(Syllabus.)
Trial — Prejudicial Error in Permitting County Attorney to Read to Jury Order of Court Wherein Liquor Was Found Intoxicating. In a prosecution for the unlawful possession of alleged intoxicating liquor, to wit, 35 gallons, of wine, seized and taken from the possession of the defendant under a search warrant, the court, against defendant's objections, permitted the county attorney to read to the jury the finding and order of the court in a proceeding wherein said alleged intoxicating liquor was found to be intoxicating, and ordered the same to be confiscated and destroyed. Held prejudicial error.
Appeal from County Court, Payne County; Raymond H. Moore, Judge.

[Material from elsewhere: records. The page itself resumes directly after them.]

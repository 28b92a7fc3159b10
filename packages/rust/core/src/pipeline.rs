//! End-to-end `update` pipeline: listing → sources → CSV → monthly/yearly JSON → index.

use std::collections::HashSet;
use std::path::PathBuf;
use std::time::{Duration, Instant};

use tracing::{debug, info, instrument, warn};
use url::Url;

use twcal_fetch::Fetcher;
use twcal_normalize::TextDecoder;
use twcal_publish::Publisher;
use twcal_shared::{CalendarError, CalendarSource, IndexEntry, OutputProfile, Result};

/// Configuration for [`run_update`].
#[derive(Debug, Clone)]
pub struct UpdateConfig {
    /// Dataset listing page; also sent as `Referer` for CSV downloads.
    pub dataset_url: String,
    /// Base URL that relative download links are resolved against.
    pub link_base: Url,
    /// Output root directory.
    pub output_root: PathBuf,
    pub profile: OutputProfile,
}

/// A source that was skipped after failing.
#[derive(Debug, Clone)]
pub struct SourceFailure {
    pub title: String,
    pub url: String,
    pub error: String,
}

/// Outcome of a [`run_update`] call.
#[derive(Debug)]
pub struct UpdateResult {
    /// Years written, in processing order (descending).
    pub processed_years: Vec<i32>,
    pub failures: Vec<SourceFailure>,
    /// Entries of the regenerated `index.json`.
    pub index_entries: Vec<IndexEntry>,
    pub elapsed: Duration,
}

/// Progress callback for reporting pipeline status.
pub trait ProgressReporter: Send + Sync {
    /// Called when entering a new phase.
    fn phase(&self, name: &str);
    /// Called before a candidate source is fetched.
    fn source_started(&self, source: &CalendarSource, current: usize, total: usize);
    /// Called when the pipeline completes.
    fn done(&self, result: &UpdateResult);
}

/// No-op progress reporter for headless/test usage.
pub struct SilentProgress;

impl ProgressReporter for SilentProgress {
    fn phase(&self, _name: &str) {}
    fn source_started(&self, _source: &CalendarSource, _current: usize, _total: usize) {}
    fn done(&self, _result: &UpdateResult) {}
}

/// Fetch the listing page and parse it into dated sources.
///
/// Fails with `CatalogFetch` if the page cannot be retrieved and with
/// `EmptyCatalog` if it advertises no dated source.
#[instrument(skip_all, fields(dataset_url = %dataset_url))]
pub async fn fetch_catalog<F: Fetcher>(
    fetcher: &F,
    dataset_url: &str,
    link_base: &Url,
) -> Result<Vec<CalendarSource>> {
    let html = fetcher
        .fetch_text(dataset_url)
        .await
        .map_err(|e| CalendarError::CatalogFetch {
            url: dataset_url.to_string(),
            message: e.to_string(),
        })?;

    let sources = twcal_catalog::parse_sources(&html, link_base);
    if sources.is_empty() {
        return Err(CalendarError::EmptyCatalog {
            url: dataset_url.to_string(),
        });
    }
    Ok(sources)
}

/// Run the full update.
///
/// 1. Fetch and parse the catalog
/// 2. Rank candidates, one year at a time, newest first
/// 3. Per candidate: download, decode, normalize, write months and roll-up
/// 4. Regenerate the index
///
/// Per-source failures are logged and recorded; the next candidate of the
/// same year, if any, is tried instead. A source's files are written as a
/// unit, so a failed source leaves nothing behind for the index to pick up,
/// and its year is marked done only after that write succeeds.
#[instrument(skip_all, fields(dataset_url = %config.dataset_url, profile = %config.profile))]
pub async fn run_update<F: Fetcher>(
    config: &UpdateConfig,
    fetcher: &F,
    decoder: &dyn TextDecoder,
    progress: &dyn ProgressReporter,
) -> Result<UpdateResult> {
    let start = Instant::now();
    info!(decoder = decoder.name(), "starting update");

    progress.phase("Fetching catalog");
    let sources = fetch_catalog(fetcher, &config.dataset_url, &config.link_base).await?;
    let candidates = twcal_catalog::rank_candidates(&sources);

    let publisher = Publisher::new(&config.output_root, config.profile);
    let mut processed: HashSet<i32> = HashSet::new();
    let mut processed_years = Vec::new();
    let mut failures = Vec::new();

    progress.phase("Processing sources");
    let total = candidates.len();
    for (i, source) in candidates.iter().enumerate() {
        if processed.contains(&source.year) {
            debug!(title = %source.title, year = source.year, "year already processed, skipping");
            continue;
        }
        progress.source_started(source, i + 1, total);

        match process_source(source, config, fetcher, decoder, &publisher).await {
            Ok(()) => {
                processed.insert(source.year);
                processed_years.push(source.year);
            }
            Err(e) if e.is_source_recoverable() => {
                warn!(title = %source.title, url = %source.url, error = %e, "source failed, skipping");
                failures.push(SourceFailure {
                    title: source.title.clone(),
                    url: source.url.clone(),
                    error: e.to_string(),
                });
            }
            Err(e) => return Err(e),
        }
    }

    progress.phase("Generating index");
    let index_entries = publisher.write_index()?;

    let result = UpdateResult {
        processed_years,
        failures,
        index_entries,
        elapsed: start.elapsed(),
    };

    progress.done(&result);

    info!(
        years = result.processed_years.len(),
        failures = result.failures.len(),
        index_entries = result.index_entries.len(),
        elapsed_ms = result.elapsed.as_millis(),
        "update complete"
    );

    Ok(result)
}

/// Regenerate `index.json` from whatever is already under the output root.
pub fn rebuild_index(output_root: &std::path::Path, profile: OutputProfile) -> Result<Vec<IndexEntry>> {
    Publisher::new(output_root, profile).write_index()
}

/// Download, decode, normalize and persist a single source.
#[instrument(skip_all, fields(year = source.year, title = %source.title))]
async fn process_source<F: Fetcher>(
    source: &CalendarSource,
    config: &UpdateConfig,
    fetcher: &F,
    decoder: &dyn TextDecoder,
    publisher: &Publisher,
) -> Result<()> {
    let bytes = fetcher
        .fetch_bytes(&source.url, &config.dataset_url)
        .await
        .map_err(|e| CalendarError::SourceFetch {
            url: source.url.clone(),
            message: e.to_string(),
        })?;

    let text = decoder.decode(&bytes)?;
    let months = twcal_normalize::normalize(&text, source)?;

    let files = publisher.write_source(&months)?;

    info!(months = files.months.len(), "source processed");
    Ok(())
}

Fred Kautz was convicted of violation of the prohibitory liquor law, and he appeals. Reversed.
John P. Hickam, for plaintiff in error.
George F. Short, Atty. Gen., and N.W. Gore, Asst. Atty. Gen., for the State.
DOYLE, J. Plaintiff in error, Fred Kautz, was tried and convicted on a charge that he did have in his possession certain intoxicating liquor, to wit, about 35 gallons of fermented wine, containing more than one-half of 1 per cent. of alcohol, measured by volume, with the unlawful intent then and there to sell the same. The jury failed to agree upon the punishment. December 10, 1921, the court rendered judgment sentencing the defendant to be confined for 30 days in the county jail, and to pay a fine of $300 and the cost. To reverse the judgment the defendant appeals.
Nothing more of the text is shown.